▶ [EXERCISE BRIEF]: The result should consist solely of the line containing "filename src/utils/mod.rs" and the lines that follow it below, each reproduced exactly, the last line included.

▶ [DATA SECTION]:
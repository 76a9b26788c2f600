//! A single light tile of the wall.

use serde::{Deserialize, Serialize};

/// One panel as reported by `GET /panels`.
///
/// Hue, saturation and brightness use the device's 0-255 range. The `id`
/// equals the panel's position in the device list.
#[derive(Debug, Clone, Copy, PartialEq, Eq, Serialize, Deserialize)]
pub struct Panel {
    pub id: u16,
    pub hue: u8,
    pub saturation: u8,
    pub brightness: u8,
}

impl Panel {
    pub fn new(id: u16, hue: u8, saturation: u8, brightness: u8) -> Self {
        Self {
            id,
            hue,
            saturation,
            brightness,
        }
    }

    /// A panel at brightness 0 is dark regardless of its color.
    pub fn is_lit(&self) -> bool {
        self.brightness != 0
    }
}

impl std::fmt::Display for Panel {
    fn fmt(&self, f: &mut std::fmt::Formatter<'_>) -> std::fmt::Result {
        write!(
            f,
            "Panel {:>2}: hue {:>3} | sat {:>3} | bri {:>3}",
            self.id, self.hue, self.saturation, self.brightness
        )
    }
}
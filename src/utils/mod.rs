pub mod parsing;

// Re-export commonly used items
pub use parsing::{device_to_hs, hs_to_device, remap};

▶ [SOLUTION TO THIS PROBLEM]:
filename src/utils/mod.rs
pub mod parsing;

// Re-export commonly used items
pub use parsing::{device_to_hs, hs_to_device, remap};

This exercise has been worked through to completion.